Parent raised six main clusters of issues: (1) that the October 2013 IEP predetermined goals, lacked proper assessments, and failed to discuss compensatory services; (2) that the January 2014 IEP lacked a behavior support plan, excluded the behavior supervisor, and ignored the independent transition assessor's recommendations; (3) that the District used the wrong IEP goals for speech/language services and improperly switched speech services from individual to group format without consent; (4) that the District falsified documentation of a behavioral incident in December 2014; (5) that the District sent Parent an inaccurate copy of the signed November 2014 IEP; and (6) that the District excluded Parent from the April 2015 IEP meeting.
What the ALJ Found
The ALJ ruled in the District's favor on every issue. On the October 2013 IEP, the ALJ found that the prior decision ordered the IEP to occur within 30 days — which did not leave time for new assessments — and that goals were appropriately based on prior IEPs, teacher observations, and records reviews. Parent had signed consent to the IEP's placement and compensatory services, and the evidence did not support Parent's claim that he stopped the meeting before those services were discussed.

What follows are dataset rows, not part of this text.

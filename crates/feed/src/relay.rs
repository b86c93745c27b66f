use tokio::sync::mpsc;
use tracing::{debug, info};

use common::PriceTick;

use crate::{Broadcaster, LatestCandles};

/// Consumes upstream ticks, records them and fans them out.
pub struct Relay {
    tick_rx: mpsc::Receiver<PriceTick>,
    broadcaster: Broadcaster,
    latest: LatestCandles,
}

impl Relay {
    pub fn new(
        tick_rx: mpsc::Receiver<PriceTick>,
        broadcaster: Broadcaster,
        latest: LatestCandles,
    ) -> Self {
        Self {
            tick_rx,
            broadcaster,
            latest,
        }
    }

    /// Run until every tick sender is dropped.
    pub async fn run(mut self) {
        info!("Feed relay running");
        while let Some(tick) = self.tick_rx.recv().await {
            self.latest.record(&tick).await;
            let delivered = self.broadcaster.broadcast(&tick).await;
            debug!(asset = %tick.asset, price = %tick.price, delivered, "Tick relayed");
        }
        info!("Tick channel closed, feed relay stopped");
    }
}

#[cfg(test)]
mod tests {
    use super::*;
    use chrono::{TimeZone, Utc};
    use rust_decimal_macros::dec;

    #[tokio::test]
    async fn relays_to_subscribers_and_cache() {
        let (tx, rx) = mpsc::channel(8);
        let broadcaster = Broadcaster::new();
        let latest = LatestCandles::new();
        let (_id, mut sub) = broadcaster.subscribe().await;
        let handle = tokio::spawn(Relay::new(rx, broadcaster.clone(), latest.clone()).run());

        let tick = PriceTick {
            asset: "EURUSD".into(),
            price: dec!(1.0844),
            timestamp: Utc.timestamp_opt(1_700_000_000, 0).unwrap(),
            candle: None,
        };
        tx.send(tick.clone()).await.unwrap();
        assert_eq!(sub.recv().await.unwrap(), tick);

        drop(tx);
        handle.await.unwrap();
        assert_eq!(latest.get("EURUSD").await, Some(tick));
    }
}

On the January 2014 IEP, the behavior support plan was actually included in the IEP and was reviewed at the meeting, and the behavior supervisor was present at the meeting — both contrary to Parent's claims. The independent transition assessor attended and presented her report, and several of her recommendations were incorporated into the IEP's transition plan and vocational goals. The ALJ found that Student failed to prove that any unincorporated recommendations were required for Student to receive educational benefit.
On the speech/language service delivery, the ALJ found that the District had briefly used the wrong goal (the October 2013 goal rather than the agreed-upon April 2011 goal) for less than three months, but that the two goals addressed the same underlying skills and were implemented the same way. Student even made progress on the goal during that period. The ALJ found this was an immaterial departure, not a denial of FAPE. Regarding the switch from individual to group delivery, the ALJ found that the compensatory services were partially delivered in a small group, but that Student failed to prove this caused any educational harm, particularly since pragmatic language skills are most effectively taught in small group settings.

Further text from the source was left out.